To find the area enclosed by the curve \(y = \sqrt{5x + 4}\), the \(x\)-axis, the \(y\)-axis, and the line \(x = 1\), we need to integrate the function from \(x = 0\) to \(x = 1\).

The integral to evaluate is:

\(\int_0^1 \sqrt{5x + 4} \, dx\)

First, rewrite \(\sqrt{5x + 4}\) as \((5x + 4)^{1/2}\).

Using the power rule for integration, the integral becomes:

\(\int (5x + 4)^{1/2} \, dx = \frac{(5x + 4)^{3/2}}{\frac{3}{2} \cdot 5} = \frac{2}{15} (5x + 4)^{3/2}\)

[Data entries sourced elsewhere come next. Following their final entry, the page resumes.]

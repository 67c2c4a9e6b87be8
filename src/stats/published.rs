//! Historical test results quoted in the report commentary.
//!
//! These numbers were produced once, offline, from the full campaign export
//! (male vs female CTR). They are shown as they were published and are not
//! derived from whatever file the current run loads. Use `--recompute-stats`
//! for numbers computed from the loaded rows.

use serde::Serialize;

#[derive(Debug, Clone, Copy, PartialEq, Serialize)]
pub struct PublishedResults {
    pub shapiro_male_ctr_p: f64,
    pub shapiro_female_ctr_p: f64,
    pub mann_whitney_u: f64,
    pub mann_whitney_p: f64,
    /// Text form of the Mann-Whitney p-value exactly as it was published.
    pub mann_whitney_p_text: &'static str,
}

pub const PUBLISHED: PublishedResults = PublishedResults {
    shapiro_male_ctr_p: 3.988559358954938e-18,
    shapiro_female_ctr_p: 1.8043290664073437e-13,
    mann_whitney_u: 50333.5,
    mann_whitney_p: 1.095e-8,
    mann_whitney_p_text: "1.095 × 10⁻⁸",
};
//! Data shaping: derived ratios, the campaign subset, and group-by aggregates.
//!
//! Everything here is a pure transform over the loaded table.

pub mod aggregate;
pub mod derive;
pub mod filter;

pub use aggregate::*;
pub use derive::*;
pub use filter::*;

Evaluate this from \(x = 0\) to \(x = 1\):

\(\left[ \frac{2}{15} (5x + 4)^{3/2} \right]_0^1 = \frac{2}{15} ((5 \cdot 1 + 4)^{3/2} - (5 \cdot 0 + 4)^{3/2})\)

\(= \frac{2}{15} (9^{3/2} - 4^{3/2})\)

\(9^{3/2} = 27\) and \(4^{3/2} = 8\), so:

\(\frac{2}{15} (27 - 8) = \frac{2}{15} \cdot 19 = \frac{38}{15} \approx 2.53\)